Text-mining at ERBI : Nothing is 100%; please comment

I was delighted to be asked to speak at a meeting of ERBI in Cambridge yesterday evening. ERBI is (roughly) a get-together of scientists and IT people in the dynamic biotech companies from the Cambridge region (“The Health, Wealth and Growth of Biotech in the [Eastern] Region”). Here was the program:
ERBI IT Special Interest Group Meeting – ‘Text Mining – Finding Buried Treasure’

17:00-17:35 – Richard Kidd, Head of Informatics, Royal Society of Chemistry
‘Prospecting chemical and biochemical literature’

The RSC’s Project Prospect, which was the first application of semantic web technologies to primary research publishing, won the 2007 ALPSP/Charlesworth Award for Publishing Innovation. We will discuss the problems with the conventional publication process which we tried to address, the development process, and successes and failures in applying new standards. We will look at the InChI and identifying chemical entities using text mining, using existing ontologies and building new ones, and their real-life application.
17:35-18:10 – Phil Hastings, Director Business Development, Linguamatics
Finding Answers from Text for Life Sciences

An overview of the application of Natural Language Processing (NLP) to text mining for researchers and information specialists, its potential impact and benefits. The presentation will include case studies from pharma/biotech. We will also include some insight into current challenges and potential opportunities for text mining in the future.
18:10-18:45 – Julie Barnes, Chief Scientific Officer, Biowisdom Ltd
‘A new information format for a new information age’

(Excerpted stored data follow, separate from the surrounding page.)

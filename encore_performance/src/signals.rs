// Conditioning-signal extraction from performance streams.
//
// The model layer conditions generation on two signals derived from
// existing material: note density (onsets per second) and pitch-class
// histogram. Both are computed over a sliding look-ahead window: for each
// event in the stream, the window begins at the stream position after that
// event takes effect and extends `window_size_seconds` forward.
//
// Whole-sequence aggregates are also provided; the CLI uses them to suggest
// conditioning values for a generation run primed with the same material.
//
// Pure analysis over the event representation — no I/O, no allocation
// beyond the returned vectors.

use crate::events::{Performance, PerformanceEvent};

/// Number of pitch classes in a histogram.
pub const PITCH_CLASSES: usize = 12;

/// Note onsets as (step, pitch), ordered by step.
fn onsets(performance: &Performance) -> Vec<(u32, u8)> {
    // to_notes() sorts by (start_step, pitch), so this is already ordered.
    performance
        .to_notes()
        .iter()
        .map(|n| (n.start_step, n.pitch))
        .collect()
}

/// The half-open onset range [lo, lo + window_steps) as indices into
/// a step-ordered onset list.
fn window_range(onsets: &[(u32, u8)], lo: u32, window_steps: f64) -> (usize, usize) {
    let begin = onsets.partition_point(|&(s, _)| s < lo);
    let end = onsets.partition_point(|&(s, _)| (s as f64) < lo as f64 + window_steps);
    (begin, end)
}

/// Windowed note density: one value per event, in onsets per second.
///
/// `window_size_seconds` must be positive.
pub fn note_density(performance: &Performance, window_size_seconds: f64) -> Vec<f64> {
    assert!(window_size_seconds > 0.0, "window size must be positive");
    let onsets = onsets(performance);
    let window_steps = window_size_seconds * performance.steps_per_second as f64;

    let mut densities = Vec::with_capacity(performance.len());
    let mut step = 0u32;
    for event in &performance.events {
        if let PerformanceEvent::TimeShift { steps } = event {
            step += steps;
        }
        let (begin, end) = window_range(&onsets, step, window_steps);
        densities.push((end - begin) as f64 / window_size_seconds);
    }
    densities
}

/// Windowed pitch-class histogram: one histogram per event, normalized to
/// sum to 1.0. A window containing no onsets yields the uniform histogram.
///
/// `window_size_seconds` must be positive.
pub fn pitch_class_histogram(
    performance: &Performance,
    window_size_seconds: f64,
) -> Vec<[f64; PITCH_CLASSES]> {
    assert!(window_size_seconds > 0.0, "window size must be positive");
    let onsets = onsets(performance);
    let window_steps = window_size_seconds * performance.steps_per_second as f64;

    let mut histograms = Vec::with_capacity(performance.len());
    let mut step = 0u32;
    for event in &performance.events {
        if let PerformanceEvent::TimeShift { steps } = event {
            step += steps;
        }
        let (begin, end) = window_range(&onsets, step, window_steps);
        histograms.push(normalized_histogram(&onsets[begin..end]));
    }
    histograms
}

/// Whole-sequence note density in onsets per second. 0.0 for a stream that
/// covers no time.
pub fn overall_note_density(performance: &Performance) -> f64 {
    let duration = performance.duration_seconds();
    if duration <= 0.0 {
        return 0.0;
    }
    onsets(performance).len() as f64 / duration
}

/// Whole-sequence pitch-class histogram, normalized to sum to 1.0. Uniform
/// for a stream with no onsets.
pub fn overall_pitch_class_histogram(performance: &Performance) -> [f64; PITCH_CLASSES] {
    normalized_histogram(&onsets(performance))
}

fn normalized_histogram(onsets: &[(u32, u8)]) -> [f64; PITCH_CLASSES] {
    if onsets.is_empty() {
        return [1.0 / PITCH_CLASSES as f64; PITCH_CLASSES];
    }
    let mut histogram = [0.0; PITCH_CLASSES];
    for &(_, pitch) in onsets {
        histogram[pitch as usize % PITCH_CLASSES] += 1.0;
    }
    let total = onsets.len() as f64;
    for value in &mut histogram {
        *value /= total;
    }
    histogram
}

#[cfg(test)]
mod tests {
    use super::*;
    use crate::events::{DEFAULT_STEPS_PER_SECOND, PerformedNote};

    /// One onset at the start of every second for ten seconds.
    fn metronome() -> Performance {
        let notes: Vec<PerformedNote> = (0..10)
            .map(|i| PerformedNote {
                pitch: 60,
                velocity: 100,
                start_step: i * DEFAULT_STEPS_PER_SECOND,
                end_step: i * DEFAULT_STEPS_PER_SECOND + 50,
            })
            .collect();
        Performance::from_notes(&notes, DEFAULT_STEPS_PER_SECOND, 0)
    }

    #[test]
    fn test_metronome_density_is_one() {
        let perf = metronome();
        for window in [1.0, 2.0, 5.0] {
            let densities = note_density(&perf, window);
            assert_eq!(densities.len(), perf.len());
            // Away from the tail, exactly `window` onsets fall in a window
            // of `window` seconds.
            assert!((densities[0] - 1.0).abs() < 1e-9);
        }
    }

    #[test]
    fn test_density_tail_is_zero() {
        let perf = metronome();
        let densities = note_density(&perf, 1.0);
        // After the last onset's NoteOff and final shift, nothing remains.
        assert_eq!(*densities.last().unwrap(), 0.0);
    }

    #[test]
    fn test_histogram_counts_triad() {
        let notes = [
            PerformedNote { pitch: 60, velocity: 100, start_step: 0, end_step: 100 }, // C
            PerformedNote { pitch: 64, velocity: 100, start_step: 0, end_step: 100 }, // E
            PerformedNote { pitch: 67, velocity: 100, start_step: 0, end_step: 100 }, // G
            PerformedNote { pitch: 72, velocity: 100, start_step: 0, end_step: 100 }, // C
        ];
        let perf = Performance::from_notes(&notes, DEFAULT_STEPS_PER_SECOND, 0);
        let histogram = overall_pitch_class_histogram(&perf);
        assert!((histogram[0] - 0.5).abs() < 1e-9); // two Cs of four onsets
        assert!((histogram[4] - 0.25).abs() < 1e-9);
        assert!((histogram[7] - 0.25).abs() < 1e-9);
        assert_eq!(histogram[1], 0.0);
    }

    #[test]
    fn test_empty_window_is_uniform() {
        let perf = Performance::new(DEFAULT_STEPS_PER_SECOND, 0);
        let histogram = overall_pitch_class_histogram(&perf);
        for value in histogram {
            assert!((value - 1.0 / 12.0).abs() < 1e-9);
        }
    }

    #[test]
    fn test_overall_density() {
        let perf = metronome();
        // 10 onsets over 9.5 seconds (the last note ends at 9.5 s).
        let expected = 10.0 / perf.duration_seconds();
        assert!((overall_note_density(&perf) - expected).abs() < 1e-9);
    }
}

Julie will present opportunities to generate a new format for information, enabling us to better exploit the realms of historic literature and electronic information available. Case studies pertaining to drug safety will highlight the analytical power of assertional metadata for generating new insights for the purpose of pharmaceutical R&D.
18:45-19:20 – Peter Murray-Rust, Unilever Centre for Informatics, Cambridge University
‘The Chemical Semantic Web’

The semantic web is set to change the way we think about and use information. By providing explicit descriptions of concepts we make them accessible to machines and open up the possibility of simple reasoning. Chemical Markup Language (CML) can describe substances, reactions, molecules, solid state, spectroscopy and recipes. If chemistry is published in this way we can then use machines to do most of the tedious and error-prone work such as searching, transforming between formats, and integrating into documents. The presentation will include a number of interactive demonstrations.

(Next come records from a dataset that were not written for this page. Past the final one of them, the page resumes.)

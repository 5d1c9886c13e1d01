#![forbid(unsafe_code)]

#[derive(Debug, Clone, Copy, PartialEq, Eq, PartialOrd, Ord, Hash)]
pub struct SchemaVersion(pub u32);

#[derive(Debug, Clone, Copy, PartialEq, Eq, PartialOrd, Ord, Hash)]
pub struct UnixTimeMs(pub u64);

#[derive(Debug, Clone, Copy, PartialEq, Eq, PartialOrd, Ord, Hash)]
pub struct SourceId(pub u64);

#[derive(Debug, Clone, PartialEq)]
pub enum ContractViolation {
    InvalidValue {
        field: &'static str,
        reason: &'static str,
    },
}

pub trait Validate {
    fn validate(&self) -> Result<(), ContractViolation>;
}

pub(crate) fn validate_text(
    field: &'static str,
    text: &str,
    max_len: usize,
) -> Result<(), ContractViolation> {
    if text.trim().is_empty() {
        return Err(ContractViolation::InvalidValue {
            field,
            reason: "must not be empty",
        });
    }
    if text.len() > max_len {
        return Err(ContractViolation::InvalidValue {
            field,
            reason: "exceeds max length",
        });
    }
    if text.chars().any(|c| c.is_control()) {
        return Err(ContractViolation::InvalidValue {
            field,
            reason: "must not contain control characters",
        });
    }
    Ok(())
}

PMR: The evening has a very nice logical flow. Although not consciously planned each presenter was able to rely on the audience (half scientists, half IT people – most from SME biotechs or IT companies). So – as always at the start of a meeting – I didn’t know what I was going to say. Who was the audience? If they had all been managers no point in giving the geek-candy. If scientists, go easy on the XML. If IT people, not too many slides filled with -ases, -ins, -ates, -osides, MAPKKKs, ERBs, etc. (Richard showed a lovely slide incorporating gene names such as “sleepy, bashful”, etc. I guessed it was from Drosophila (this community has a histiry of “amusing” names for genes). I was wrong – it was zebra fish. So the genomicists are competing for the Minister of silly names. Great fun, unless you are doing text mining. It’s difficult enough parsing “He filled the apparatus” (personal pronoun or element?). A good tactic used to be to throw away the common english words in a chunk of text – you can’t do that now or the zebra fish goes down the plughole.
So I changed my theme to “Chemistry in Documents” and pained the picture of publishing completely semantic chemistry. I also made it clear that nothing in this area is 100% correct. We have to adapt to this idea. There is no “right strucrure” for a compound. There are structures which have a very high probability of being associated with a name. There are names which have a probability of representing a chemical entity.
So I set the audience a question. Here’s a chunk of text from a thesis we – or rather OSCAR-the-journal-eating-robot – is reading. There are no tricks – it’s exactly as is. I asked them to same how many chemical entities there were in this chunk. (Ideally we should ask for where they start and end, put I just asked for a show of hands for the total count.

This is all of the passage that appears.